What to do:
Retype the records in full, keeping each character as it is.

Records from a data source
*** Block opens ***

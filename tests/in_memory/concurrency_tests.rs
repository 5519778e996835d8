//! Concurrent commits and cycles against one shared store.

use std::sync::Arc;
use std::time::Duration;

use super::helpers::{WORKDAY_CONFIG, Workday, at, workday};
use rstest::rstest;
use worklog::{
    app::Aggregator,
    worklog::{
        domain::{DeliveryOutcome, Hours, TableKind},
        services::RecordCommitRequest,
    },
};

fn spawn_commits(
    aggregator: &Arc<Aggregator>,
    count: usize,
    task: &'static str,
) -> Vec<tokio::task::JoinHandle<()>> {
    (0..count)
        .map(|index| {
            let worker = Arc::clone(aggregator);
            tokio::spawn(async move {
                worker
                    .record_commit(
                        RecordCommitRequest::new(task)
                            .with_message(format!("commit {index}"))
                            .with_hours(0.5),
                    )
                    .await
                    .expect("commit recorded");
            })
        })
        .collect()
}

#[rstest]
#[tokio::test(flavor = "multi_thread", worker_threads = 4)]
async fn concurrent_commits_merge_into_one_row(workday: Workday) {
    let handles = spawn_commits(&workday.app.aggregator, 20, "Auth");
    for handle in handles {
        handle.await.expect("commit task");
    }

    let entries = workday.app.aggregator.list_entries().await.expect("list");

    assert_eq!(entries.len(), 1);
    let row = entries.first().expect("merged row");
    assert_eq!(row.hours(), Hours::from_whole(10));
    assert_eq!(row.description().len(), 20);
}

#[rstest]
#[tokio::test(flavor = "multi_thread", worker_threads = 4)]
async fn commits_racing_a_cycle_are_never_lost(workday: Workday) {
    workday.clock.set(at(2026, 3, 2, 23, 55));
    let handles = spawn_commits(&workday.app.aggregator, 12, "Auth");
    let reporting = Arc::clone(&workday.app.reporting);
    let cycle = tokio::spawn(async move { reporting.run_daily().await });

    for handle in handles {
        handle.await.expect("commit task");
    }
    cycle.await.expect("cycle task").expect("daily cycle");

    let daily = workday.hours_in(TableKind::Daily).await.expect("daily");
    let weekly = workday.hours_in(TableKind::Weekly).await.expect("weekly");
    let archive = workday.hours_in(TableKind::Archive).await.expect("archive");
    assert_eq!(
        daily.checked_add(weekly),
        Some(Hours::from_whole(6)),
        "every commit is in exactly one of daily or weekly"
    );
    assert_eq!(archive, weekly);
}

#[rstest]
#[tokio::test(flavor = "multi_thread", worker_threads = 4)]
async fn distinct_tasks_keep_distinct_rows(workday: Workday) {
    let mut handles = spawn_commits(&workday.app.aggregator, 6, "Auth");
    handles.extend(spawn_commits(&workday.app.aggregator, 6, "Billing"));
    for handle in handles {
        handle.await.expect("commit task");
    }

    let entries = workday.app.aggregator.list_entries().await.expect("list");

    assert_eq!(entries.len(), 2);
    assert!(entries.iter().all(|row| row.hours() == Hours::from_whole(3)));
}

#[tokio::test(flavor = "multi_thread", worker_threads = 4)]
async fn commits_during_a_slow_delivery_are_not_blocked() {
    let config = WORKDAY_CONFIG.replace("lock_timeout_ms = 2000", "lock_timeout_ms = 200");
    let workday = Workday::start(&config, at(2026, 3, 2, 23, 55)).expect("workday services");
    workday
        .app
        .aggregator
        .record_commit(RecordCommitRequest::new("Auth").with_hours(7.0))
        .await
        .expect("commit recorded");
    workday.mailer.set_latency(Some(Duration::from_millis(600)));

    let reporting = Arc::clone(&workday.app.reporting);
    let cycle = tokio::spawn(async move { reporting.run_daily().await });
    tokio::time::sleep(Duration::from_millis(100)).await;
    let late = workday
        .app
        .aggregator
        .record_commit(RecordCommitRequest::new("Billing").with_hours(1.0))
        .await;
    let report = cycle.await.expect("cycle task").expect("daily cycle");

    assert!(late.is_ok(), "commit during delivery failed: {late:?}");
    assert_eq!(report.outcome, DeliveryOutcome::Sent);
    assert_eq!(workday.rows_in(TableKind::Weekly).await.expect("weekly"), 1);
    assert_eq!(
        workday.hours_in(TableKind::Daily).await.expect("daily"),
        Hours::from_whole(1)
    );
}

*** Block closes ***

Expected answer:
filename tests/in_memory/concurrency_tests.rs
repository 5519778e996835d8
//! Concurrent commits and cycles against one shared store.

use std::sync::Arc;
use std::time::Duration;

use super::helpers::{WORKDAY_CONFIG, Workday, at, workday};
use rstest::rstest;
use worklog::{
    app::Aggregator,
    worklog::{
        domain::{DeliveryOutcome, Hours, TableKind},
        services::RecordCommitRequest,
    },
};

fn spawn_commits(
    aggregator: &Arc<Aggregator>,
    count: usize,
    task: &'static str,
) -> Vec<tokio::task::JoinHandle<()>> {
    (0..count)
        .map(|index| {
            let worker = Arc::clone(aggregator);
            tokio::spawn(async move {
                worker
                    .record_commit(
                        RecordCommitRequest::new(task)
                            .with_message(format!("commit {index}"))
                            .with_hours(0.5),
                    )
                    .await
                    .expect("commit recorded");
            })
        })
        .collect()
}

#[rstest]
#[tokio::test(flavor = "multi_thread", worker_threads = 4)]
async fn concurrent_commits_merge_into_one_row(workday: Workday) {
    let handles = spawn_commits(&workday.app.aggregator, 20, "Auth");
    for handle in handles {
        handle.await.expect("commit task");
    }

    let entries = workday.app.aggregator.list_entries().await.expect("list");

    assert_eq!(entries.len(), 1);
    let row = entries.first().expect("merged row");
    assert_eq!(row.hours(), Hours::from_whole(10));
    assert_eq!(row.description().len(), 20);
}

#[rstest]
#[tokio::test(flavor = "multi_thread", worker_threads = 4)]
async fn commits_racing_a_cycle_are_never_lost(workday: Workday) {
    workday.clock.set(at(2026, 3, 2, 23, 55));
    let handles = spawn_commits(&workday.app.aggregator, 12, "Auth");
    let reporting = Arc::clone(&workday.app.reporting);
    let cycle = tokio::spawn(async move { reporting.run_daily().await });

    for handle in handles {
        handle.await.expect("commit task");
    }
    cycle.await.expect("cycle task").expect("daily cycle");

    let daily = workday.hours_in(TableKind::Daily).await.expect("daily");
    let weekly = workday.hours_in(TableKind::Weekly).await.expect("weekly");
    let archive = workday.hours_in(TableKind::Archive).await.expect("archive");
    assert_eq!(
        daily.checked_add(weekly),
        Some(Hours::from_whole(6)),
        "every commit is in exactly one of daily or weekly"
    );
    assert_eq!(archive, weekly);
}

#[rstest]
#[tokio::test(flavor = "multi_thread", worker_threads = 4)]
async fn distinct_tasks_keep_distinct_rows(workday: Workday) {
    let mut handles = spawn_commits(&workday.app.aggregator, 6, "Auth");
    handles.extend(spawn_commits(&workday.app.aggregator, 6, "Billing"));
    for handle in handles {
        handle.await.expect("commit task");
    }

    let entries = workday.app.aggregator.list_entries().await.expect("list");

    assert_eq!(entries.len(), 2);
    assert!(entries.iter().all(|row| row.hours() == Hours::from_whole(3)));
}

#[tokio::test(flavor = "multi_thread", worker_threads = 4)]
async fn commits_during_a_slow_delivery_are_not_blocked() {
    let config = WORKDAY_CONFIG.replace("lock_timeout_ms = 2000", "lock_timeout_ms = 200");
    let workday = Workday::start(&config, at(2026, 3, 2, 23, 55)).expect("workday services");
    workday
        .app
        .aggregator
        .record_commit(RecordCommitRequest::new("Auth").with_hours(7.0))
        .await
        .expect("commit recorded");
    workday.mailer.set_latency(Some(Duration::from_millis(600)));

    let reporting = Arc::clone(&workday.app.reporting);
    let cycle = tokio::spawn(async move { reporting.run_daily().await });
    tokio::time::sleep(Duration::from_millis(100)).await;
    let late = workday
        .app
        .aggregator
        .record_commit(RecordCommitRequest::new("Billing").with_hours(1.0))
        .await;
    let report = cycle.await.expect("cycle task").expect("daily cycle");

    assert!(late.is_ok(), "commit during delivery failed: {late:?}");
    assert_eq!(report.outcome, DeliveryOutcome::Sent);
    assert_eq!(workday.rows_in(TableKind::Weekly).await.expect("weekly"), 1);
    assert_eq!(
        workday.hours_in(TableKind::Daily).await.expect("daily"),
        Hours::from_whole(1)
    );
}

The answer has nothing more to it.